Di NTB telah terjadi PHK sebanyak 598 orang dan 3.014 orang dirumahkan pada September 2020, ribuan buruh kehilangan pekerjaannya sehingga angka pengangguran di NTB khususnya di Sumbawa semakin meningkat. Hal ini tidak terlepas dari lemahnya pemerintah dalam mengatasi Covid – 19 dan minimnya lapangan pekerjaan. Sehingga banyak perempuan berumah tangga terpaksa harus berangkat ke luar negeri untuk menjadi buruh migran. Solusi mencari pekerjaan ke luar negeri justru menjadi persoalan bagi buruh migran karena tidak diberikan upah yang layak serta marak terjadi pelanggaran hak dalam bekerja.
Data Solidaritas Perempuan (SP) Sumbawa menunjukkan terjadinya kekerasan berlapis yang dialami perempuan Pekerja Migran Indonesia (PMI). Dari 56 pengaduan kasus yang dilaporkan, terdapat beragam bentuk kasus yang dialami; beberapa diantaranya yaitu gaji tidak dibayar, over kontrak, indikasi trafficking, hukum pancung, pelanggaran kontrak kerja dan pemberangkatan secara unprosedural (ilegal). Penanganan kasus yang dilakukan juga memperlihatkan bahwa korban trafficking pada umumnya juga mengalami berbagai bentuk kekerasan lainnya, seperti kekerasan fisik dan penahanan dokumen.
Selain disektor buruh migran, ada situasi ketidakadilan yang dialami oleh beberapa buruh toko yang belum mendapatkan upah layak serta jam kerja yang sesuai. Bahkan buruh toko ada yang mendapatkan upah dibawah 1 JT, hal ini tentu jauh dari UMK dan UMR Kabupaten Sumbawa, tambahnya Hadiatul Hasana.

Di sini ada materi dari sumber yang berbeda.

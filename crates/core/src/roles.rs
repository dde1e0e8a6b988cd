//! Role name constants used by authorization checks.

/// Administrators may force-release any lock and read the audit trail.
pub const ROLE_ADMIN: &str = "admin";

/// Regular collaborators.
pub const ROLE_USER: &str = "user";
//! Event-to-broadcast routing engine.
//!
//! [`BroadcastRouter`] subscribes to the event bus and translates each
//! event into the snapshots clients need to stay current. Lock-table and
//! allocation snapshots are always recomputed from the store at broadcast
//! time, never patched incrementally, so clients can never drift from the
//! authoritative state.

use std::sync::Arc;

use axum::extract::ws::Message;
use tokio::sync::broadcast;

use filehub_core::audit::events;
use filehub_core::protocol::ServerMessage;
use filehub_db::models::file_lock::FileLock;
use filehub_db::repositories::FileLockRepo;
use filehub_db::DbPool;
use filehub_events::HubEvent;

use crate::partitions::PartitionRegistry;
use crate::ws::WsManager;

/// Routes bus events to WebSocket broadcasts.
pub struct BroadcastRouter {
    pool: DbPool,
    ws_manager: Arc<WsManager>,
    partitions: Arc<PartitionRegistry>,
}

impl BroadcastRouter {
    pub fn new(
        pool: DbPool,
        ws_manager: Arc<WsManager>,
        partitions: Arc<PartitionRegistry>,
    ) -> Self {
        Self {
            pool,
            ws_manager,
            partitions,
        }
    }

    /// Run the main routing loop.
    ///
    /// Subscribes to the event bus via `receiver` and processes each event.
    /// The loop exits when the channel is closed (i.e. the
    /// [`EventBus`](filehub_events::EventBus) is dropped).
    pub async fn run(self, mut receiver: broadcast::Receiver<HubEvent>) {
        loop {
            match receiver.recv().await {
                Ok(event) => {
                    if let Err(e) = self.route_event(&event).await {
                        tracing::error!(
                            error = %e,
                            event_type = %event.event_type,
                            "Failed to route event"
                        );
                    }
                }
                Err(broadcast::error::RecvError::Lagged(n)) => {
                    tracing::warn!(skipped = n, "Broadcast router lagged");
                }
                Err(broadcast::error::RecvError::Closed) => {
                    tracing::info!("Event bus closed, broadcast router shutting down");
                    break;
                }
            }
        }
    }

    /// Translate a single event into broadcasts.
    async fn route_event(&self, event: &HubEvent) -> Result<(), sqlx::Error> {
        match event.event_type.as_str() {
            // Any lock mutation invalidates both global views.
            t if t.starts_with("lock.") => {
                self.broadcast_lock_state().await?;
                self.broadcast_allocation().await?;
            }

            events::PARTITION_CHANGED => {
                let partitions = self.partitions.list().await;
                self.broadcast_message(&ServerMessage::PartitionTopology { partitions })
                    .await;
            }

            events::METRICS_SAMPLED => {
                self.broadcast_metrics(event).await;
            }

            // Content updates are room-scoped and sent directly by the
            // WebSocket handler; uploads and edits need no global push.
            _ => {}
        }
        Ok(())
    }

    /// Recompute and broadcast the full lock table.
    async fn broadcast_lock_state(&self) -> Result<(), sqlx::Error> {
        let locks = FileLockRepo::list_all(&self.pool).await?;
        self.broadcast_message(&ServerMessage::LockState {
            locks: locks.iter().map(FileLock::snapshot).collect(),
        })
        .await;
        Ok(())
    }

    /// Recompute and broadcast the resource-allocation view.
    async fn broadcast_allocation(&self) -> Result<(), sqlx::Error> {
        let rows = FileLockRepo::allocation_view(&self.pool).await?;
        self.broadcast_message(&ServerMessage::AllocationChanged {
            entries: rows.iter().map(|r| r.snapshot()).collect(),
        })
        .await;
        Ok(())
    }

    /// Re-shape a metrics sample into the client-facing update.
    async fn broadcast_metrics(&self, event: &HubEvent) {
        let payload = &event.payload;
        let msg = ServerMessage::MetricsUpdate {
            connected_users: payload["connected_users"].as_i64().unwrap_or(0),
            active_connections: payload["active_connections"].as_i64().unwrap_or(0),
            latency_ms: payload["latency_ms"].as_f64().unwrap_or(0.0),
            throughput: payload["throughput"].as_f64().unwrap_or(0.0),
            timestamp: event.timestamp,
        };
        self.broadcast_message(&msg).await;
    }

    async fn broadcast_message(&self, msg: &ServerMessage) {
        match serde_json::to_string(msg) {
            Ok(json) => {
                self.ws_manager.broadcast(Message::Text(json.into())).await;
            }
            Err(e) => {
                tracing::error!(error = %e, "Failed to serialize broadcast message");
            }
        }
    }
}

Berdasarkan situasi diatas, Aliansi Buruh untuk Rakyat mendesak pemerintah untuk Cabut UU Omnibuslaw Cipta Kerja dan seluruh aturan turunannya, serta fokus pada penanganan krisis diberbagai sektor, kemudian Cabut Perda No 8 Tahun 2015 Tentang PPTKILN, juga (3) wujudkan UU Perlindungan Buruh, (4) Hentikan represifitas gerakan rakyat, (5)
Pendidikan gratis dan kesehatan gratis untuk rakyat, (6) Tetapkan upah layak nasional, (7) Bayar THR tanpa cicilan, dan (8) Tetapkan upah minimum skala kota/Kabupaten.